Październik jest na Islandii był miesiącem szczytu przyjazdów. Bo nikt tutaj nie przyjeżdża na plażę, pogoda jest zazwyczaj taka sobie, ale to w październiku właśnie można obejrzeć najpiękniejszą zorzę polarną, jedna z największych atrakcji w tym kraju. Na tym właśnie , oraz na niepowtarzalnych widokach czynnych wulkanów oraz gorących źródłach Islandczycy budowali przez ostatnich 10 lat swój turystyczny model biznesowy. Przychody z turystyki były reinwestowane, powstawały nowe hotele i pensjonaty, a gospodarka w coraz większym stopniu stawała się uzależniona od tej branży. W 2019 roku turystyka przyniosła przychody w wysokości 8,5 mld dolarów, co stanowiło ponad 30 proc. PKB. Przyjechało wtedy 2,3 mln turystów, co było liczbą ogromną, jeśli porównamy, że Islandię zamieszkuje 365 tys. osób, z czego 18 proc. pracuje pośrednio bądź bezpośrednio w turystyce. To pasmo sukcesów przerwała pandemia COVID-19.

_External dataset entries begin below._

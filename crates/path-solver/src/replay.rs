//! Drive a solver from a recorded trace.
//!
//! Each trace record maps onto one solver call. With a frame ticker
//! enabled, prediction ticks are inserted between records the way a
//! render loop polls the solver once per frame.

use reframe_common::clock::FrameTicker;
use reframe_common::error::{ReframeError, ReframeResult};
use reframe_trace_model::solved::SolvedSample;
use reframe_trace_model::trace::{RecordKind, TraceHeader, TraceRecord};

use crate::error::{SolverError, SolverResult};
use crate::options::KinematicOptions;
use crate::solver::KinematicPathSolver;

/// Replay behaviour.
#[derive(Debug, Clone, Copy)]
pub struct ReplayOptions {
    /// Prediction ticks inserted between records.
    pub ticker: FrameTicker,

    /// Log and skip records the solver rejects instead of aborting.
    pub skip_rejected: bool,
}

impl Default for ReplayOptions {
    fn default() -> Self {
        Self {
            ticker: FrameTicker::from_interval_us(0),
            skip_rejected: false,
        }
    }
}

/// A record the solver refused.
#[derive(Debug, Clone, PartialEq)]
pub struct RejectedRecord {
    pub index: usize,
    pub timestamp_us: u64,
    pub error: SolverError,
}

/// Output of a replay run.
#[derive(Debug, Clone, Default)]
pub struct ReplayReport {
    /// One sample per applied record and per inserted tick, in time order.
    pub samples: Vec<SolvedSample>,
    pub rejected: Vec<RejectedRecord>,
    pub ticks_inserted: usize,
}

/// Build a solver from a trace header.
pub fn solver_for_header(options: KinematicOptions, header: &TraceHeader) -> KinematicPathSolver {
    KinematicPathSolver::new(
        options,
        header.min_location,
        header.max_location,
        header.pixels_per_degree,
    )
}

/// Replay `records` through `solver`.
///
/// Fails on the first rejected record unless `skip_rejected` is set.
pub fn replay(
    solver: &mut KinematicPathSolver,
    records: &[TraceRecord],
    options: &ReplayOptions,
) -> ReframeResult<ReplayReport> {
    let mut report = ReplayReport::default();
    let mut last_sample_us: Option<u64> = None;

    for (index, record) in records.iter().enumerate() {
        if options.ticker.is_enabled() {
            if let Some(from_us) = solver.current_time_us() {
                for tick_us in options.ticker.ticks_between(from_us, record.timestamp_us) {
                    if last_sample_us.is_some_and(|last| tick_us <= last) {
                        continue;
                    }
                    solver.update_prediction(tick_us)?;
                    report.ticks_inserted += 1;
                    push_sample(&mut report, &mut last_sample_us, solver, tick_us);
                }
            }
        }

        match apply(solver, &record.kind, record.timestamp_us) {
            Ok(()) => push_sample(&mut report, &mut last_sample_us, solver, record.timestamp_us),
            Err(error) if options.skip_rejected => {
                tracing::warn!(
                    index,
                    timestamp_us = record.timestamp_us,
                    %error,
                    "skipping rejected record"
                );
                report.rejected.push(RejectedRecord {
                    index,
                    timestamp_us: record.timestamp_us,
                    error,
                });
            }
            Err(error) => {
                return Err(ReframeError::solver(format!(
                    "record {index} (t={}us): {error}",
                    record.timestamp_us
                )));
            }
        }
    }

    tracing::info!(
        records = records.len(),
        samples = report.samples.len(),
        ticks = report.ticks_inserted,
        rejected = report.rejected.len(),
        "replay finished"
    );
    Ok(report)
}

fn apply(
    solver: &mut KinematicPathSolver,
    kind: &RecordKind,
    timestamp_us: u64,
) -> SolverResult<()> {
    match *kind {
        RecordKind::Observation { position } => solver.add_observation(position, timestamp_us),
        RecordKind::Tick => solver.update_prediction(timestamp_us),
        RecordKind::Bounds {
            min_location,
            max_location,
        } => solver.update_min_max_location(min_location, max_location),
        RecordKind::Scale { pixels_per_degree } => {
            solver.update_pixels_per_degree(pixels_per_degree)
        }
        RecordKind::Override { position } => solver.set_state(position),
        RecordKind::Reset => {
            solver.clear_history();
            Ok(())
        }
    }
}

/// Current solver output, once initialized.
pub fn sample(solver: &KinematicPathSolver, timestamp_us: u64) -> Option<SolvedSample> {
    Some(SolvedSample {
        timestamp_us,
        position: solver.get_state().ok()?,
        target: solver.get_target_position().ok()?,
        velocity_deg_s: solver.current_velocity(),
        moving: solver.is_moving(),
    })
}

fn push_sample(
    report: &mut ReplayReport,
    last_sample_us: &mut Option<u64>,
    solver: &KinematicPathSolver,
    timestamp_us: u64,
) {
    if let Some(sample) = sample(solver, timestamp_us) {
        report.samples.push(sample);
        *last_sample_us = Some(timestamp_us);
    }
}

Przy nie więcej, jak 15 procentach zajętych pokojach w hotelach, nawet przy ogromnych zniżkach kuszących turystów mało kto planuje teraz oglądanie zorzy polarnej. To spowodowało konieczność ograniczenia zatrudnienia. W turystyce pracę straciło 8 tys. osób.

Ale rząd postanowił wykorzystać kryzys na odbudowanie bazy turystycznej, którą nie bardzo było kiedy dofinansować. Na infrastrukturę związaną z tą branżą przeznaczono 12 mln dolarów. Za te pieniądze budowane są drogi i dojazdy do zatok , parkingi i toalety. 9 mln dolarów zostało wydanych na vouchery dla Islandczyków, żeby mogli zwiedzić własną wyspę. A kiedy tylko pandemia złagodnieje Islandczycy planują ruszyć z zagraniczną kampanią promocyjną. To wszystko z nadzieją, że jak tylko COVID-19 wygaśnie, to turyści znów będą ciekawi Islandii.

Islandia zawdzięcza swoją popularność kryzysowi finansowemu z lat 2008/2009. Wtedy korona została silnie zdewaluowana i wyspa stała się tanim miejscem na interesujące wakacje. Kolejny raz Islandia stała się sławna, kiedy wybuchł wulkan Eyjafjallajokull, a chmura pyłu zatrzymała europejskie lotnictwo na tydzień. Islandczycy wykorzystali tę wątpliwą popularność kampanią marketingową „Inspired by Iceland" i natychmiast z niej skorzystali, bo mnóstwo osób chciało zobaczyć wulkany. Wtedy też Islandię zauważyły wielkie światowe sieci. W Reykjaviku pojawił się w 2016 roku, a w rok później Hard Rock Cafe , H&M otworzył pierwszy sklep w 2017. A Justin Bieber w kanionie Fjadrargljufur nagrywał swoje klipy. Liczba turystów rosła i to do tego stopnia, że Islandczycy przestali nad tym wzrostem panować. Pojawiły się kampery, które z powodu braku odpowiedniej infrastruktury parkowały gdzie się da. Islandczykom zaczęło to doskwierać, ale inaczej, niż było to w Barcelonie i Wenecji nie pojawiło się tutaj anty-turystyczne lobby, tylko pomysły jak można zagospodarować tę rosnącą popularność. Bo zarabiali na niej hotelarze, restauratorzy, producenci pamiątek. Ten wzrost spowolnił trochę wiosną 2019, kiedy korona znacznie się wzmocniła, a Islandia stała się dla wielu potencjalnych przyjezdnych zbyt droga. W marcu 2019 zbankrutowała niskokosztowa linia WOW! Air.

Ten rok zaczął się nieźle i całkiem nieźle zapowiadało się nawet lato, mimo wprowadzenia kwarantanny dla tych, którzy lądując na wyspie nie posiadali z negatywnego wyniku testu na COVID-19. Ale od połowy sierpnia pojawił się spadek. — I wszyscy już teraz płaczemy – mówiła w rozmowie z „New York Times" Bjarnheidur Hallsdottir, prezes Icelandic Travel Industry Association i właścicielka dwóch agencji turystycznych. Do spadku przyjazdów przyczyniła się również zmiana zasad dla przylatujących pasażerów. Teraz zamiast wcześniej obowiązującego negatywnego wyniku testu muszą oni albo poddać się dwóm niezależnym testom po wylądowaniu przeprowadzonym w odstępie 5 dni, które odbędą na kwarantannie, bądź też nie poddawać się testom, ale poddanie się kwarantannie na 14 dni od dnia przyjazdu.